Conclusion
In serum from patients with cSLE different markers of endothelial activation were dysregulated. While most markers normalised during treatment, others remained elevated in a subset of patients, even during low disease activity. These results suggest a role for the dysregulated endothelium in early and later phases of cSLE, possibly also during lower disease activity.
Methods
Blood serum samples, videocapillaroscopy images and patient characteristics were collected in a multicentre longitudinal cSLE cohort and from age and sex comparable HC. Disease activity was evaluated by SLEDAI. A total of 15 EC markers and six lipids were measured in two longitudinal cSLE samples (minimum interval of 6 months) and in HC. Nailfold videocapillaroscopy images were scored according to the guidelines from the EULAR Study Group on Microcirculation in Rheumatic Diseases.
Results
In total, 47 patients with cSLE and 42 HCs were analysed. Median age at diagnosis was 15 years (IQR 12-16 years). Median time between t=1 and t=2 was 14.5 months (IQR 9-24 months).
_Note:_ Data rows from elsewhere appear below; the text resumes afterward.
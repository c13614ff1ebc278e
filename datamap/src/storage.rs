use crate::Persist;
use log::{debug, info};
use rusqlite::{Connection, Params};
use std::path::Path;

pub struct Storage {
    connection: Connection,
}

impl Storage {
    pub fn open<P: AsRef<Path>>(path: P) -> rusqlite::Result<Self> {
        info!("Open storage {:?}", path.as_ref());
        Connection::open(path.as_ref()).map(|connection| Storage { connection })
    }

    pub fn open_in_memory() -> rusqlite::Result<Self> {
        Connection::open_in_memory().map(|connection| Storage { connection })
    }

    #[inline]
    pub fn connection(&self) -> &Connection {
        &self.connection
    }

    pub fn setup_schema(&self, schema: &str) -> rusqlite::Result<()> {
        info!("Setup storage schema");
        self.connection.execute_batch(schema)
    }

    pub fn find_all<T, P>(&self, where_clause: &str, params: P) -> rusqlite::Result<Vec<T>>
    where
        T: Persist,
        P: Params,
    {
        let mut statement = self
            .connection
            .prepare(&format!("select * from {} {}", T::TABLE, where_clause))?;
        let mut rows = statement.query(params)?;
        let mut values = vec![];
        while let Some(row) = rows.next()? {
            values.push(T::parse(row)?);
        }
        debug!("Found {} rows in {}", values.len(), T::TABLE);
        Ok(values)
    }

    pub fn find_one<T, P>(&self, where_clause: &str, params: P) -> rusqlite::Result<Option<T>>
    where
        T: Persist,
        P: Params,
    {
        let values = self.find_all(where_clause, params)?;
        Ok(values.into_iter().next())
    }

    /// Inserts the record or replaces existing one with the same primary key.
    pub fn save<T: Persist>(&self, item: &T) -> rusqlite::Result<()> {
        let columns = T::columns();
        let placeholders: Vec<String> = (1..=columns.len()).map(|i| format!("?{}", i)).collect();
        let sql = format!(
            "insert or replace into {} ({}) values ({})",
            T::TABLE,
            columns.join(", "),
            placeholders.join(", ")
        );
        let mut statement = self.connection.prepare_cached(&sql)?;
        item.bind(&mut statement)?;
        statement.raw_execute()?;
        Ok(())
    }

    pub fn delete<T, P>(&self, where_clause: &str, params: P) -> rusqlite::Result<usize>
    where
        T: Persist,
        P: Params,
    {
        let sql = format!("delete from {} {}", T::TABLE, where_clause);
        self.connection.execute(&sql, params)
    }
}
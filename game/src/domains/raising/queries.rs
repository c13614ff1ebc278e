use crate::building::StructureId;
use crate::raising::{Animal, AnimalId, RaisingDomain, RaisingError};
use crate::Timestamp;

impl RaisingDomain {
    pub fn get_animal(&self, id: AnimalId) -> Result<&Animal, RaisingError> {
        self.animals
            .iter()
            .find(|animal| animal.id == id)
            .ok_or(RaisingError::AnimalNotFound { id })
    }

    pub fn get_animal_mut(&mut self, id: AnimalId) -> Result<&mut Animal, RaisingError> {
        self.animals
            .iter_mut()
            .find(|animal| animal.id == id)
            .ok_or(RaisingError::AnimalNotFound { id })
    }

    pub fn occupants(&self, barn: StructureId) -> impl Iterator<Item = &Animal> {
        self.animals.iter().filter(move |animal| animal.barn == barn)
    }

    pub fn hungry_animals(&self, now: Timestamp) -> impl Iterator<Item = &Animal> {
        self.animals.iter().filter(move |animal| animal.can_feed(now))
    }
}
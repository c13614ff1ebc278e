use crate::building::{BuildingDomain, BuildingError, Structure, StructureId, StructureKey};

impl BuildingDomain {
    pub fn get_structure(&self, id: StructureId) -> Result<&Structure, BuildingError> {
        self.structures
            .iter()
            .find(|structure| structure.id == id)
            .ok_or(BuildingError::StructureNotFound { id })
    }

    pub fn find_at(&self, cell: [usize; 2]) -> Option<&Structure> {
        self.structures
            .iter()
            .find(|structure| structure.cell == cell)
    }

    pub fn structures_of(&self, kind: StructureKey) -> impl Iterator<Item = &Structure> {
        self.structures
            .iter()
            .filter(move |structure| structure.kind.id == kind)
    }

    /// Not applicable (`None`) for structures without capacity.
    pub fn capacity_of(&self, id: StructureId) -> Result<Option<u32>, BuildingError> {
        Ok(self.get_structure(id)?.capacity())
    }

    #[inline]
    pub fn contains(&self, cell: [usize; 2]) -> bool {
        cell[0] < self.width && cell[1] < self.height
    }
}
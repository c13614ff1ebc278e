use std::collections::HashMap;
use std::error::Error;
use std::fmt::{Display, Formatter};
use std::sync::{Arc, Mutex};

use game::api::{Action, ActionError, Event};
use game::collections::Sequence;
use game::config::Rules;
use game::data::DataError;
use game::knowledge::Knowledge;
use game::model::Farm;
use game::persistence::{FarmStorage, MemoryStorage, SqliteStorage};
use game::{Game, Timestamp, DEMO_OWNER};
use log::{error, info, warn};
use prometheus::Registry;

use crate::{Authenticator, Configuration, HostMetrics, User};

#[derive(Debug, Clone, Copy, PartialEq, Eq, Hash)]
pub struct SessionId(pub usize);

#[derive(Debug)]
pub enum HostError {
    SessionNotFound { session: SessionId },
    Action(ActionError),
    Storage(DataError),
    Metrics(prometheus::Error),
    Poisoned,
}

impl Display for HostError {
    fn fmt(&self, f: &mut Formatter<'_>) -> std::fmt::Result {
        match self {
            HostError::SessionNotFound { session } => write!(f, "session {:?} not found", session),
            HostError::Action(error) => write!(f, "action rejected: {:?}", error),
            HostError::Storage(error) => write!(f, "{}", error),
            HostError::Metrics(error) => write!(f, "metrics unavailable: {}", error),
            HostError::Poisoned => write!(f, "farm lock poisoned"),
        }
    }
}

impl Error for HostError {}

impl From<ActionError> for HostError {
    fn from(error: ActionError) -> Self {
        Self::Action(error)
    }
}

impl From<DataError> for HostError {
    fn from(error: DataError) -> Self {
        Self::Storage(error)
    }
}

type SharedStorage = Arc<Mutex<Box<dyn FarmStorage>>>;

enum SessionStorage {
    Persistent(SharedStorage),
    Demo(MemoryStorage),
}

struct Session {
    game: Game,
    storage: SessionStorage,
    /// Storage lags behind the game after interrupted write back.
    dirty: bool,
}

impl Session {
    fn new(game: Game, storage: SessionStorage) -> Self {
        Self {
            game,
            storage,
            dirty: false,
        }
    }

    fn save_changes(&mut self, events: &[Event], now: Timestamp) -> Result<(), HostError> {
        let game = &self.game;
        let dirty = self.dirty;
        let save = |storage: &mut dyn FarmStorage| {
            if dirty {
                game.save_all(storage, now)
            } else {
                game.save_changes(storage, events, now)
            }
        };
        let result = match &mut self.storage {
            SessionStorage::Persistent(storage) => {
                let mut storage = storage.lock().map_err(|_| HostError::Poisoned)?;
                save(storage.as_mut())
            }
            SessionStorage::Demo(storage) => save(storage),
        };
        match result {
            Ok(()) => {
                if self.dirty {
                    info!("Farm {:?} storage caught up", self.game.profile.id);
                }
                self.dirty = false;
                Ok(())
            }
            Err(error) => {
                error!(
                    "Unable to save changes of farm {:?}, {}",
                    self.game.profile.id, error
                );
                self.dirty = true;
                Err(HostError::Storage(error))
            }
        }
    }
}

#[derive(Default)]
struct Sessions {
    sessions_id: Sequence,
    entries: HashMap<SessionId, Arc<Mutex<Session>>>,
    owners: HashMap<String, SessionId>,
}

/// Serves farms of many players, one action at a time per farm.
pub struct FarmHost {
    known: Knowledge,
    rules: Rules,
    storage: Option<SharedStorage>,
    sessions: Mutex<Sessions>,
    metrics: HostMetrics,
}

impl FarmHost {
    pub fn new(
        known: Knowledge,
        rules: Rules,
        storage: Option<Box<dyn FarmStorage>>,
        registry: &Registry,
    ) -> Result<Self, HostError> {
        let metrics = HostMetrics::new(registry).map_err(HostError::Metrics)?;
        Ok(Self {
            known,
            rules,
            storage: storage.map(|storage| Arc::new(Mutex::new(storage))),
            sessions: Mutex::new(Sessions::default()),
            metrics,
        })
    }

    /// Unavailable database degrades host to demo sessions only.
    pub fn from_configuration(
        configuration: Configuration,
        known: Knowledge,
        registry: &Registry,
    ) -> Result<Self, HostError> {
        let storage = match &configuration.database {
            Some(path) => match SqliteStorage::open(path) {
                Ok(storage) => Some(Box::new(storage) as Box<dyn FarmStorage>),
                Err(error) => {
                    warn!("Unable to open farms database {:?}, {}", path, error);
                    None
                }
            },
            None => {
                info!("No farms database configured, only demo sessions available");
                None
            }
        };
        Self::new(known, configuration.rules, storage, registry)
    }

    pub fn open_session(
        &self,
        auth: &dyn Authenticator,
        now: Timestamp,
    ) -> Result<SessionId, HostError> {
        let user = match auth.current_user() {
            Some(user) if auth.has_session() => user,
            _ => return self.open_demo(now),
        };
        let storage = match &self.storage {
            Some(storage) => storage.clone(),
            None => return self.open_demo(now),
        };
        {
            let sessions = self.sessions.lock().map_err(|_| HostError::Poisoned)?;
            if let Some(session) = sessions.owners.get(&user.id) {
                return Ok(*session);
            }
        }
        let opened = {
            let mut storage = storage.lock().map_err(|_| HostError::Poisoned)?;
            Game::open(
                storage.as_mut(),
                self.known.clone(),
                self.rules.clone(),
                &user.id,
                &self.farm_name(&user),
                false,
                now,
            )
        };
        match opened {
            Ok(game) => {
                info!("Session of {} opened on farm {:?}", user.id, game.profile.id);
                let session = Session::new(game, SessionStorage::Persistent(storage));
                self.register(session, Some(user.id))
            }
            Err(error) => {
                warn!(
                    "Unable to open farm of {}, {}, falling back to demo",
                    user.id, error
                );
                self.open_demo(now)
            }
        }
    }

    fn open_demo(&self, now: Timestamp) -> Result<SessionId, HostError> {
        let mut storage = MemoryStorage::default();
        let game = Game::open(
            &mut storage,
            self.known.clone(),
            self.rules.clone(),
            DEMO_OWNER,
            &self.rules.fallback_farm_name,
            true,
            now,
        )?;
        self.metrics.demo_sessions.inc();
        info!("Demo session opened");
        let session = Session::new(game, SessionStorage::Demo(storage));
        self.register(session, None)
    }

    fn register(&self, session: Session, owner: Option<String>) -> Result<SessionId, HostError> {
        let mut sessions = self.sessions.lock().map_err(|_| HostError::Poisoned)?;
        if let Some(owner) = &owner {
            if let Some(id) = sessions.owners.get(owner) {
                return Ok(*id);
            }
        }
        let id = sessions.sessions_id.one(SessionId);
        sessions.entries.insert(id, Arc::new(Mutex::new(session)));
        if let Some(owner) = owner {
            sessions.owners.insert(owner, id);
        }
        Ok(id)
    }

    fn farm_name(&self, user: &User) -> String {
        match &user.display_name {
            Some(name) if !name.trim().is_empty() => format!("{}'s farm", name.trim()),
            _ => self.rules.fallback_farm_name.clone(),
        }
    }

    fn session(&self, id: SessionId) -> Result<Arc<Mutex<Session>>, HostError> {
        let sessions = self.sessions.lock().map_err(|_| HostError::Poisoned)?;
        sessions
            .entries
            .get(&id)
            .cloned()
            .ok_or(HostError::SessionNotFound { session: id })
    }

    pub fn perform(
        &self,
        session: SessionId,
        action: Action,
        now: Timestamp,
    ) -> Result<Vec<Event>, HostError> {
        let session = self.session(session)?;
        let mut session = session.lock().map_err(|_| HostError::Poisoned)?;
        self.metrics
            .actions
            .with_label_values(&[action.name()])
            .inc();
        let events = match session.game.perform_action(action, now) {
            Ok(events) => events,
            Err(error) => {
                let kind = format!("{:?}", error.kind());
                self.metrics
                    .action_errors
                    .with_label_values(&[&kind])
                    .inc();
                return Err(error.into());
            }
        };
        session.save_changes(&events, now)?;
        Ok(events)
    }

    pub fn look_around(&self, session: SessionId, now: Timestamp) -> Result<Vec<Event>, HostError> {
        let session = self.session(session)?;
        let session = session.lock().map_err(|_| HostError::Poisoned)?;
        Ok(session.game.look_around(now))
    }

    pub fn farm(&self, session: SessionId) -> Result<Farm, HostError> {
        let session = self.session(session)?;
        let session = session.lock().map_err(|_| HostError::Poisoned)?;
        Ok(session.game.farm())
    }

    pub fn is_demo(&self, session: SessionId) -> Result<bool, HostError> {
        let session = self.session(session)?;
        let session = session.lock().map_err(|_| HostError::Poisoned)?;
        Ok(matches!(session.storage, SessionStorage::Demo(_)))
    }

    pub fn close_session(&self, session: SessionId) -> Result<(), HostError> {
        let mut sessions = self.sessions.lock().map_err(|_| HostError::Poisoned)?;
        if sessions.entries.remove(&session).is_none() {
            return Err(HostError::SessionNotFound { session });
        }
        sessions.owners.retain(|_, id| *id != session);
        info!("Session {:?} closed", session);
        Ok(())
    }
}
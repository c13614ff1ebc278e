use crate::building::Building::StructureUpgraded;
use crate::building::{Building, BuildingDomain, BuildingError, StructureId};

impl BuildingDomain {
    /// Returns the price of the next level along with the operation.
    pub fn upgrade_structure(
        &mut self,
        id: StructureId,
    ) -> Result<(u32, impl FnOnce() -> Vec<Building> + '_), BuildingError> {
        let structure = self
            .structures
            .iter_mut()
            .find(|structure| structure.id == id)
            .ok_or(BuildingError::StructureNotFound { id })?;
        let cost = structure.upgrade_cost();
        let operation = move || {
            structure.level += 1;
            vec![StructureUpgraded {
                id,
                level: structure.level,
            }]
        };
        Ok((cost, operation))
    }
}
Median SLEDAI was 12 (IQR 6-18) at t=1 and 2 (IQR 1-4) at t=2. Serum levels of angiopoietin-2, CCL2, CXCL10, GAS6, pentraxin-3, thrombomodulin, VCAM-1 and vWF-A2 were elevated in cSLE compared with HC at t=1. While many elevated EC markers at t=1 normalised over time after treatment, several markers remained significantly increased compared with HC (angiopoietin-2, CCL2, CXCL10, GAS6, thrombomodulin and VCAM-1).